Below is a listing. Gather each line of it that contains "clippy".

◇ ◇ ◇ ◇

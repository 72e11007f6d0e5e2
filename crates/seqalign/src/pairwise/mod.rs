//! Pairwise alignment with Needleman-Wunsch (global) and Smith-Waterman
//! (local) dynamic programming.

mod global;
mod local;
pub mod ops;

use core::fmt;

use crate::{scoring::Scorer, AlignError, GAP};

pub use ops::Direction;

/// A table of scores and moves between prefixes of two sequences.
///
/// Rows are indexed by the first sequence and columns by the second, so the
/// cell at `(i, j)` holds the best score for `x[..i]` against `y[..j]`.
pub type DpTable = Vec<Vec<(i32, Direction)>>;

/// The gap penalty used when none is given.
pub const DEFAULT_GAP: i32 = -1;

/// Adds two DP scores.
///
/// # Errors
///
/// - `ScoreOverflow` if the sum does not fit in an `i32`.
pub(crate) fn add(a: i32, b: i32) -> Result<i32, AlignError> {
    a.checked_add(b).ok_or(AlignError::ScoreOverflow)
}

/// Which optimal alignment to compute.
#[derive(Clone, Copy, Debug, Default, PartialEq, Eq, Hash, serde::Serialize, serde::Deserialize)]
#[serde(rename_all = "lowercase")]
pub enum Mode {
    /// Needleman-Wunsch over both whole sequences.
    #[default]
    Global,
    /// Smith-Waterman over the best-scoring pair of substrings.
    Local,
}

impl fmt::Display for Mode {
    fn fmt(&self, f: &mut fmt::Formatter<'_>) -> fmt::Result {
        match self {
            Self::Global => write!(f, "global"),
            Self::Local => write!(f, "local"),
        }
    }
}

/// The result of aligning two sequences.
#[derive(Clone, Debug, PartialEq, Eq, serde::Serialize, serde::Deserialize)]
pub struct PairwiseAlignment {
    /// The mode that produced the alignment.
    pub mode: Mode,
    /// The optimal score.
    pub score: i32,
    /// The two aligned rows, of equal length.
    pub rows: [Vec<u8>; 2],
    /// Where the aligned region starts in each input sequence.
    pub start: [usize; 2],
    /// Where the aligned region ends (exclusive) in each input sequence.
    pub end: [usize; 2],
}

impl PairwiseAlignment {
    /// The number of alignment columns.
    #[must_use]
    pub fn width(&self) -> usize {
        self.rows[0].len()
    }

    /// Whether the alignment has no columns.
    #[must_use]
    pub fn is_empty(&self) -> bool {
        self.rows[0].is_empty()
    }

    /// The aligned rows as strings.
    #[must_use]
    pub fn strings(&self) -> [String; 2] {
        let [x, y] = &self.rows;
        [
            String::from_utf8_lossy(x).to_string(),
            String::from_utf8_lossy(y).to_string(),
        ]
    }

    /// The fraction of columns holding the same residue in both rows.
    ///
    /// This is 0 for an empty alignment.
    #[must_use]
    #[allow(clippy::cast_precision_loss)]
    pub fn identity(&self) -> f64 {
        if self.is_empty() {
            return 0.0;
        }
        let [x, y] = &self.rows;
        let matches = x.iter().zip(y).filter(|&(&a, &b)| a == b && a != GAP).count();
        matches as f64 / self.width() as f64
    }
}

/// A pairwise aligner over a borrowed scorer and a linear gap penalty.
///
/// Every call builds its DP table from scratch; nothing is kept between calls.
#[derive(Debug)]
pub struct Aligner<'a, S: Scorer + ?Sized> {
    /// The source of substitution scores.
    scorer: &'a S,
    /// The score added for every gap column.
    gap: i32,
}

impl<S: Scorer + ?Sized> Clone for Aligner<'_, S> {
    fn clone(&self) -> Self {
        *self
    }
}

impl<S: Scorer + ?Sized> Copy for Aligner<'_, S> {}

impl<'a, S: Scorer + ?Sized> Aligner<'a, S> {
    /// Create a new aligner with the default gap penalty of -1.
    pub const fn new(scorer: &'a S) -> Self {
        Self {
            scorer,
            gap: DEFAULT_GAP,
        }
    }

    /// Set the gap penalty.
    #[must_use]
    pub const fn with_gap(mut self, gap: i32) -> Self {
        self.gap = gap;
        self
    }

    /// The gap penalty.
    #[must_use]
    pub const fn gap(&self) -> i32 {
        self.gap
    }

    /// The scorer.
    #[must_use]
    pub const fn scorer(&self) -> &'a S {
        self.scorer
    }

    /// Align two sequences in the given mode.
    ///
    /// # Errors
    ///
    /// - `UnknownSymbol` if the scorer rejects a pair of residues.
    /// - `ScoreOverflow` if a cell score does not fit in an `i32`.
    pub fn align<X, Y>(&self, mode: Mode, x: &X, y: &Y) -> Result<PairwiseAlignment, AlignError>
    where
        X: AsRef<[u8]> + ?Sized,
        Y: AsRef<[u8]> + ?Sized,
    {
        match mode {
            Mode::Global => self.global(x, y),
            Mode::Local => self.local(x, y),
        }
    }

    /// Align two sequences that may not have been supplied.
    ///
    /// # Errors
    ///
    /// - `MissingInput` if either sequence is `None`.
    /// - See `align`.
    pub fn align_optional<X, Y>(&self, mode: Mode, x: Option<&X>, y: Option<&Y>) -> Result<PairwiseAlignment, AlignError>
    where
        X: AsRef<[u8]> + ?Sized,
        Y: AsRef<[u8]> + ?Sized,
    {
        let x = x.ok_or(AlignError::MissingInput { which: "first sequence" })?;
        let y = y.ok_or(AlignError::MissingInput { which: "second sequence" })?;
        self.align(mode, x, y)
    }

    /// Walk the recorded moves back from `end`, emitting aligned columns.
    ///
    /// In global mode the walk ends at the origin. In local mode it also ends
    /// at any cell on the top row or left column, or any cell scoring zero.
    ///
    /// # Returns
    ///
    /// The two aligned rows, read left to right, and the cell where the walk
    /// ended.
    ///
    /// # Errors
    ///
    /// - `TableMismatch` if `table` is not `(x.len() + 1) × (y.len() + 1)`.
    /// - `TracebackOutOfBounds` if `end` is not a cell of `table`, or a
    ///   recorded move leaves the table.
    #[allow(clippy::type_complexity)]
    pub fn trace_back(
        &self,
        x: &[u8],
        y: &[u8],
        table: &DpTable,
        end: [usize; 2],
        mode: Mode,
    ) -> Result<([Vec<u8>; 2], [usize; 2]), AlignError> {
        let expected = [x.len() + 1, y.len() + 1];
        if table.len() != expected[0] {
            return Err(AlignError::TableMismatch {
                expected,
                found: [table.len(), table.first().map_or(0, Vec::len)],
            });
        }
        if let Some(row) = table.iter().find(|row| row.len() != expected[1]) {
            return Err(AlignError::TableMismatch {
                expected,
                found: [table.len(), row.len()],
            });
        }
        if end[0] >= expected[0] || end[1] >= expected[1] {
            return Err(AlignError::TracebackOutOfBounds { cell: end });
        }

        let [mut i, mut j] = end;
        let [mut x_aligned, mut y_aligned] = [Vec::with_capacity(i + j), Vec::with_capacity(i + j)];

        loop {
            let (score, direction) = table[i][j];
            if mode == Mode::Local && (i == 0 || j == 0 || score <= 0) {
                break;
            }
            let off_table = AlignError::TracebackOutOfBounds { cell: [i, j] };
            match direction {
                Direction::Diagonal => {
                    let (Some(pi), Some(pj)) = (i.checked_sub(1), j.checked_sub(1)) else {
                        return Err(off_table);
                    };
                    x_aligned.push(x[pi]);
                    y_aligned.push(y[pj]);
                    [i, j] = [pi, pj];
                }
                Direction::Up => {
                    let Some(pi) = i.checked_sub(1) else {
                        return Err(off_table);
                    };
                    x_aligned.push(x[pi]);
                    y_aligned.push(GAP);
                    i = pi;
                }
                Direction::Left => {
                    let Some(pj) = j.checked_sub(1) else {
                        return Err(off_table);
                    };
                    x_aligned.push(GAP);
                    y_aligned.push(y[pj]);
                    j = pj;
                }
                Direction::Stop => break,
            }
        }

        x_aligned.reverse();
        y_aligned.reverse();

        Ok(([x_aligned, y_aligned], [i, j]))
    }
}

◇ ◇ ◇ ◇

> **Output**:
    #[allow(clippy::cast_precision_loss)]
    #[allow(clippy::type_complexity)]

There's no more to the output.